Once you have deserialized from your second object, it would not be that hard in code to create new instances of your first class and copy the properties over.
You can also do something like this, which makes one class that is great at reading, but you shouldn't use this class for writing or it will write all the properties.
VB.NET
<XmlRoot("PersonList")> _
Public Class PersonList
<XmlElement("person")> _
Public Property People() As Person()
Get
Return m_People
End Get
Set
m_People = Value
End Set
End Property
Private m_People As Person()
End Class
Public Class Person
Private _name As String
<XmlElement("name")> _
Public Property Name() As String
Get
Return _name
End Get
Set
_name = value
End Set
End Property
<XmlElement("name_person")> _
Public Property NamePerson() As String
Get
Return _name
End Get
Set
_name = value
End Set
End Property
End Class
C#
[XmlRoot("PersonList")]
public class PersonList {
[XmlElement("person")]
public Person[] People { get; set; }
}
public class Person {
private String _name;
[XmlElement("name")]
public String Name {get{return _name;} set{_name = value;}}
[XmlElement("name_person")]
public String NamePerson {get{return _name;} set{_name = value;}}
}
reference: XML deserialize: different xml schema maps to the same C# class
Alternately, it looks like you can use your original class, but then handle the XmlSerializer.UnknownElement event.
(untested)
VB.Net
Private Shared Sub serializer_UnknownElement(sender As Object, e As XmlElementEventArgs)
Dim target = DirectCast(e.ObjectBeingDeserialized, Person)

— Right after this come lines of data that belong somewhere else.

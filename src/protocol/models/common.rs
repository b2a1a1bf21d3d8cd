use serde::{Deserialize, Serialize};
use serde_json::Value;

pub const DEFAULT_MODEL: &str = "gpt-realtime";

/// JSON Schema / tool parameter definitions are intentionally untyped.
pub type JsonSchema = Value;

/// Free-form JSON payloads where the API is open-ended.
pub type ArbitraryJson = Value;

/// A field that is either set or explicitly cleared with `null`.
/// Leave the surrounding `Option` empty to omit the field.
#[derive(Debug, Clone, Serialize, Deserialize, PartialEq, Eq)]
#[serde(untagged)]
pub enum Nullable<T> {
    Value(T),
    Null,
}

impl<T> From<Option<T>> for Nullable<T> {
    fn from(value: Option<T>) -> Self {
        value.map_or(Self::Null, Self::Value)
    }
}

#[derive(Debug, Clone, Copy, Serialize, Deserialize, PartialEq, Eq, Default)]
#[serde(rename_all = "snake_case")]
pub enum Role {
    #[default]
    User,
    Assistant,
    System,
}

#[derive(Debug, Clone, Copy, Serialize, Deserialize, PartialEq, Eq, Default)]
#[serde(rename_all = "snake_case")]
pub enum ItemStatus {
    #[default]
    InProgress,
    Completed,
    Incomplete,
}

#[derive(Debug, Clone, Copy, Serialize, Deserialize, PartialEq, Eq, Default)]
#[serde(rename_all = "snake_case")]
pub enum Eagerness {
    Auto,
    Low,
    #[default]
    Medium,
    High,
}

/// Output voice id, e.g. `coral`.
#[derive(Debug, Clone, Serialize, Deserialize, PartialEq, Eq)]
#[serde(transparent)]
pub struct Voice(pub String);

impl From<String> for Voice {
    fn from(id: String) -> Self {
        Self(id)
    }
}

If e.Element.Name = "name_person" Then
target.Name = e.Element.InnerText
End If
End Sub
C#
static void serializer_UnknownElement(object sender, XmlElementEventArgs e)
{
var target = (Person) e.ObjectBeingDeserialized;
if( e.Element.Name == "name_person")
{
target.Name = e.Element.InnerText;
}
}
But again, this won't let you save back to the old format, only load from your old format into your new class.